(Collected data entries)
=== Begin Enclosure ===
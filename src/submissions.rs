//! # Submission history
//!
//! Summaries of the batches ("submissions") an object's observations were
//! reported in: how many observations each batch holds, the time span they
//! cover, whether the batch is the first or the last one for the object, and
//! when the batch was submitted.
//!
//! MPC submission identifiers start with the submission time
//! (`2023-01-01T01:02:03.000_0001`). Historical batches use the placeholder
//! identifier `00000000`; for those the time of the last observation is used
//! instead.
use ahash::RandomState;
use hifitime::Epoch;
use itertools::Itertools;
use std::collections::{BTreeMap, HashSet};
use tracing::warn;

use crate::{
    constants::{Designation, SubmissionId, SECONDS_PER_DAY, UNKNOWN_SUBMISSION_ID},
    observations::Observation,
    time::parse_timestamp,
};

/// Observations of one object grouped under one submission identifier.
#[derive(Debug, Clone, PartialEq)]
pub struct Submission {
    /// Designation the history was requested for
    pub requested_designation: Designation,
    /// Designation the observations are attributed to
    pub primary_designation: Designation,
    pub submission_id: SubmissionId,
    /// Number of distinct observation identifiers
    pub num_obs: usize,
    pub first_obs_time: Epoch,
    pub last_obs_time: Epoch,
}

/// A [`Submission`] with the quantities derived from the full history.
#[derive(Debug, Clone, PartialEq)]
pub struct SubmissionSummary {
    pub submission: Submission,
    pub submission_time: Epoch,
    pub first_submission: bool,
    pub last_submission: bool,
    pub arc_length_days: f64,
}

/// Group observations by primary designation and submission identifier.
///
/// Arguments
/// -----------------
/// * `requested`: the designation the history is requested for
/// * `observations`: the observations returned for that designation
///
/// Return
/// ----------
/// * one [`Submission`] per `(primary designation, submission id)`, sorted by both
pub fn summarize_submissions(
    requested: &Designation,
    observations: &[Observation],
) -> Vec<Submission> {
    let mut grouped: BTreeMap<(&Designation, &str), (HashSet<&str, RandomState>, Epoch, Epoch)> =
        BTreeMap::new();

    for obs in observations {
        let t = obs.obstime();
        let entry = grouped
            .entry((obs.designation(), obs.submission_id()))
            .or_insert_with(|| (HashSet::with_hasher(RandomState::new()), t, t));
        entry.0.insert(obs.obs_id());
        entry.1 = entry.1.min(t);
        entry.2 = entry.2.max(t);
    }

    grouped
        .into_iter()
        .map(|((primary, submission_id), (ids, first, last))| Submission {
            requested_designation: requested.clone(),
            primary_designation: primary.clone(),
            submission_id: submission_id.to_string(),
            num_obs: ids.len(),
            first_obs_time: first,
            last_obs_time: last,
        })
        .collect()
}

/// Submission time of a batch.
///
/// The prefix of the identifier before the first `_` is parsed as an ISO-8601
/// timestamp. The placeholder identifier and unparseable prefixes fall back to
/// `last_obs_time`, with a warning.
pub fn infer_submission_time(submission_id: &str, last_obs_time: Epoch) -> Epoch {
    if submission_id == UNKNOWN_SUBMISSION_ID {
        warn!(
            submission_id,
            "Submission ID is {UNKNOWN_SUBMISSION_ID}, using the last observation time as submission time"
        );
        return last_obs_time;
    }

    let prefix = submission_id.split('_').next().unwrap_or(submission_id);
    match parse_timestamp(prefix) {
        Ok(t) => t,
        Err(err) => {
            warn!(
                submission_id,
                %err,
                "Cannot infer submission time, using the last observation time"
            );
            last_obs_time
        }
    }
}

impl SubmissionSummary {
    /// Derive first/last flags, arc lengths and submission times.
    ///
    /// Submissions are ordered by primary designation, submission identifier and
    /// requested designation. The first and last submission flags are set per
    /// primary designation: when several requested designations resolve to the
    /// same object, its history is flagged once, across all of them.
    pub fn from_submissions(mut submissions: Vec<Submission>) -> Vec<SubmissionSummary> {
        submissions.sort_by(|a, b| {
            (
                &a.primary_designation,
                &a.submission_id,
                &a.requested_designation,
            )
                .cmp(&(
                    &b.primary_designation,
                    &b.submission_id,
                    &b.requested_designation,
                ))
        });

        let mut summaries = Vec::with_capacity(submissions.len());
        for (_, chunk) in &submissions
            .into_iter()
            .chunk_by(|s| s.primary_designation.clone())
        {
            let chunk: Vec<Submission> = chunk.collect();
            let last_idx = chunk.len().saturating_sub(1);
            for (i, submission) in chunk.into_iter().enumerate() {
                summaries.push(SubmissionSummary::new(submission, i == 0, i == last_idx));
            }
        }
        summaries
    }

    fn new(submission: Submission, first_submission: bool, last_submission: bool) -> Self {
        let submission_time =
            infer_submission_time(&submission.submission_id, submission.last_obs_time);
        let arc_length_days =
            (submission.last_obs_time - submission.first_obs_time).to_seconds() / SECONDS_PER_DAY;
        SubmissionSummary {
            submission,
            submission_time,
            first_submission,
            last_submission,
            arc_length_days,
        }
    }
}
=== End Enclosure ===
• **ASSIGNMENT**:
Reproduce the data, keeping every line exactly the same.

• **YOUR RESPONSE**:
filename src/submissions.rs
//! # Submission history
//!
//! Summaries of the batches ("submissions") an object's observations were
//! reported in: how many observations each batch holds, the time span they
//! cover, whether the batch is the first or the last one for the object, and
//! when the batch was submitted.
//!
//! MPC submission identifiers start with the submission time
//! (`2023-01-01T01:02:03.000_0001`). Historical batches use the placeholder
//! identifier `00000000`; for those the time of the last observation is used
//! instead.
use ahash::RandomState;
use hifitime::Epoch;
use itertools::Itertools;
use std::collections::{BTreeMap, HashSet};
use tracing::warn;

use crate::{
    constants::{Designation, SubmissionId, SECONDS_PER_DAY, UNKNOWN_SUBMISSION_ID},
    observations::Observation,
    time::parse_timestamp,
};

/// Observations of one object grouped under one submission identifier.
#[derive(Debug, Clone, PartialEq)]
pub struct Submission {
    /// Designation the history was requested for
    pub requested_designation: Designation,
    /// Designation the observations are attributed to
    pub primary_designation: Designation,
    pub submission_id: SubmissionId,
    /// Number of distinct observation identifiers
    pub num_obs: usize,
    pub first_obs_time: Epoch,
    pub last_obs_time: Epoch,
}

/// A [`Submission`] with the quantities derived from the full history.
#[derive(Debug, Clone, PartialEq)]
pub struct SubmissionSummary {
    pub submission: Submission,
    pub submission_time: Epoch,
    pub first_submission: bool,
    pub last_submission: bool,
    pub arc_length_days: f64,
}

/// Group observations by primary designation and submission identifier.
///
/// Arguments
/// -----------------
/// * `requested`: the designation the history is requested for
/// * `observations`: the observations returned for that designation
///
/// Return
/// ----------
/// * one [`Submission`] per `(primary designation, submission id)`, sorted by both
pub fn summarize_submissions(
    requested: &Designation,
    observations: &[Observation],
) -> Vec<Submission> {
    let mut grouped: BTreeMap<(&Designation, &str), (HashSet<&str, RandomState>, Epoch, Epoch)> =
        BTreeMap::new();

    for obs in observations {
        let t = obs.obstime();
        let entry = grouped
            .entry((obs.designation(), obs.submission_id()))
            .or_insert_with(|| (HashSet::with_hasher(RandomState::new()), t, t));
        entry.0.insert(obs.obs_id());
        entry.1 = entry.1.min(t);
        entry.2 = entry.2.max(t);
    }

    grouped
        .into_iter()
        .map(|((primary, submission_id), (ids, first, last))| Submission {
            requested_designation: requested.clone(),
            primary_designation: primary.clone(),
            submission_id: submission_id.to_string(),
            num_obs: ids.len(),
            first_obs_time: first,
            last_obs_time: last,
        })
        .collect()
}

/// Submission time of a batch.
///
/// The prefix of the identifier before the first `_` is parsed as an ISO-8601
/// timestamp. The placeholder identifier and unparseable prefixes fall back to
/// `last_obs_time`, with a warning.
pub fn infer_submission_time(submission_id: &str, last_obs_time: Epoch) -> Epoch {
    if submission_id == UNKNOWN_SUBMISSION_ID {
        warn!(
            submission_id,
            "Submission ID is {UNKNOWN_SUBMISSION_ID}, using the last observation time as submission time"
        );
        return last_obs_time;
    }

    let prefix = submission_id.split('_').next().unwrap_or(submission_id);
    match parse_timestamp(prefix) {
        Ok(t) => t,
        Err(err) => {
            warn!(
                submission_id,
                %err,
                "Cannot infer submission time, using the last observation time"
            );
            last_obs_time
        }
    }
}

impl SubmissionSummary {
    /// Derive first/last flags, arc lengths and submission times.
    ///
    /// Submissions are ordered by primary designation, submission identifier and
    /// requested designation. The first and last submission flags are set per
    /// primary designation: when several requested designations resolve to the
    /// same object, its history is flagged once, across all of them.
    pub fn from_submissions(mut submissions: Vec<Submission>) -> Vec<SubmissionSummary> {
        submissions.sort_by(|a, b| {
            (
                &a.primary_designation,
                &a.submission_id,
                &a.requested_designation,
            )
                .cmp(&(
                    &b.primary_designation,
                    &b.submission_id,
                    &b.requested_designation,
                ))
        });

        let mut summaries = Vec::with_capacity(submissions.len());
        for (_, chunk) in &submissions
            .into_iter()
            .chunk_by(|s| s.primary_designation.clone())
        {
            let chunk: Vec<Submission> = chunk.collect();
            let last_idx = chunk.len().saturating_sub(1);
            for (i, submission) in chunk.into_iter().enumerate() {
                summaries.push(SubmissionSummary::new(submission, i == 0, i == last_idx));
            }
        }
        summaries
    }

    fn new(submission: Submission, first_submission: bool, last_submission: bool) -> Self {
        let submission_time =
            infer_submission_time(&submission.submission_id, submission.last_obs_time);
        let arc_length_days =
            (submission.last_obs_time - submission.first_obs_time).to_seconds() / SECONDS_PER_DAY;
        SubmissionSummary {
            submission,
            submission_time,
            first_submission,
            last_submission,
            arc_length_days,
        }
    }
}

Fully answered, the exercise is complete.